Для меня это то же самое, как, допустим, найти в шкафу платье, которое перестала носить, оттого что оно, к примеру, полнит или не идет цвет, и вдруг явиться в нем на работу как ни в чем не бывало. Ведь платье не стало лучше, просто у меня понизились требования, а это окружающие всегда заметят.
Так что я решила довериться Эрику, потому что кроме всего прочего, я оценила тот факт, что первым он решил довериться мне.
— Итак, — я подвигалась, стараясь сесть поудобнее.
— Слушайте, что вы все ерзаете? — удивился Эрик.
— Она холодная, — поежилась я.
— А что мы вообще тут делаем?
— Как — что? Я собираюсь рассказать вам очень важные вещи и боюсь, что нас подслушают.
— Вряд ли нас могут подслушать. Видите ли в чем дело, для того, чтобы подслушать, нужно установить специальную аппаратуру, — начал он объяснять мне, как будто я не смотрю боевики, — а для этого нужно войти в квартиру.
— Не обязательно, — живо прервала его я, — микрофон в вентиляционное отверстие…
— Я продолжаю, — сказал Эрик, — так вот, у меня установлена такая сигнализация, которая реагирует даже на малейшее прикосновение ко всем дверям и стенам квартиры. То есть поставить-то, может, им и удастся, но я обязательно об этом узнаю.
И к тому же с чего вы решили, что за мной наблюдают? Потому что мои приступы начинаются в определенное время, после моего прихода?
— Ну, за тем, когда вы приходите, следить не надо, — усмехнулась я. — В восемь тридцать вы выходите из парадной утром, а в семнадцать тридцать входите в нее вечером, плюс-минус
— Неужели? — удивился Эрик. — А я и не замечал.

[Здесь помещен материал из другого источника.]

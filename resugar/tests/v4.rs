//! Restoration of the props-object ("v4") convention:
//! `Container.jsx(name, props)` with children embedded in the props.

mod common;

use common::assert_converts;

#[test]
fn supports_all_constructor_aliases() {
	assert_converts(r#"JsxRuntime.jsx("h1")"#, "<h1 />;");
	assert_converts(r#"JsxRuntime.jsxs("h1")"#, "<h1 />;");
	assert_converts(r#"JsxRuntime.jsxDEV("h1")"#, "<h1 />;");
}

#[test]
fn converts_one_argument_calls() {
	assert_converts("JsxRuntime.jsx(Foo)", "<Foo />;");
	assert_converts("JsxRuntime.jsx(Foo.Bar)", "<Foo.Bar />;");
	assert_converts("JsxRuntime.jsx(Foo.Bar.Baz)", "<Foo.Bar.Baz />;");
}

#[test]
fn handles_props_without_children() {
	assert_converts(r#"JsxRuntime.jsx("h1", {hi: there})"#, "<h1 hi={there} />;");
	assert_converts(r#"JsxRuntime.jsx("h2", {"hi": there})"#, "<h2 hi={there} />;");
	assert_converts(
		r#"JsxRuntime.jsx("h3", {hi: "there"})"#,
		r#"<h3 hi="there" />;"#,
	);
}

#[test]
fn handles_spread_props() {
	assert_converts(r#"JsxRuntime.jsx("h1", props)"#, "<h1 {...props} />;");
	assert_converts(
		r#"JsxRuntime.jsx("h1", getProps())"#,
		"<h1 {...getProps()} />;",
	);
}

#[test]
fn flattens_merged_props_in_order() {
	assert_converts(
		r#"JsxRuntime.jsx("h1", _extends({ hi: "there" }, props))"#,
		r#"<h1 hi="there" {...props} />;"#,
	);
	assert_converts(
		r#"JsxRuntime.jsx("h1", _extends({}, props, { hi: "there" }))"#,
		r#"<h1 {...props} hi="there" />;"#,
	);
	assert_converts(
		r#"JsxRuntime.jsx("h1", { ...props, hi: "there" })"#,
		r#"<h1 {...props} hi="there" />;"#,
	);
}

#[test]
fn unfolds_a_single_embedded_child() {
	assert_converts(
		r#"JsxRuntime.jsx("h1", {hi: there, children: "Header"})"#,
		"<h1 hi={there}>Header</h1>;",
	);
}

#[test]
fn unfolds_embedded_child_arrays() {
	assert_converts(
		r#"JsxRuntime.jsx("h1", {hi: there, children: ["Header", " Footer"]})"#,
		"<h1 hi={there}>Header Footer</h1>;",
	);
	assert_converts(
		r#"JsxRuntime.jsx("h1", {hi: there, children: ["Header", JsxRuntime.jsx("div", {children: "Child"})]})"#,
		"<h1 hi={there}>Header<div>Child</div></h1>;",
	);
}

#[test]
fn restores_calls_nested_in_child_expressions() {
	assert_converts(
		r#"JsxRuntime.jsx("h1", {children: foo ? JsxRuntime.jsx("p") : null})"#,
		"<h1>{foo ? <p /> : null}</h1>;",
	);
}

#[test]
fn keeps_null_like_embedded_children() {
	// Unlike the variadic convention, embedded children are never
	// filtered.
	assert_converts(
		r#"JsxRuntime.jsx("h1", {children: [null]})"#,
		"<h1>{null}</h1>;",
	);
}

#[test]
fn unfolds_fragment_children() {
	assert_converts(
		r#"JsxRuntime.jsx(JsxRuntime.Fragment, {children: ["a", JsxRuntime.jsx("b", {children: "c"})]})"#,
		"<>a<b>c</b></>;",
	);
}

#[test]
fn spread_props_mean_no_embedded_children() {
	assert_converts(r#"JsxRuntime.jsx("h1", props)"#, "<h1 {...props} />;");
}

— Но за вами обязательно должны наблюдать, чтобы знать, один вы возвращаетесь с работы или нет. Стало быть, они наблюдают из окна. Или из припаркованной машины.
— Постойте, мы еще не выяснили, что на меня кто-то воздействует, вы меня не убедили, а уже рассказываете про сговор…
— Так я же и хочу рассказать, а вы все время перебиваете! — я уже начала сердиться, потому что машина и правда была холодная и жесткая, и еще мне по-прежнему хотелось есть. — Мы ведь так и не успели поужинать.
— Все же я настаиваю, что в моей квартире нет подслушивающих и подсматривающих устройств, — упорствовал Эрик, — хотя бы потому, что если бы злоумышленники знали, что я не один в квартире, то не стали бы воздействовать на меня при свидетеле.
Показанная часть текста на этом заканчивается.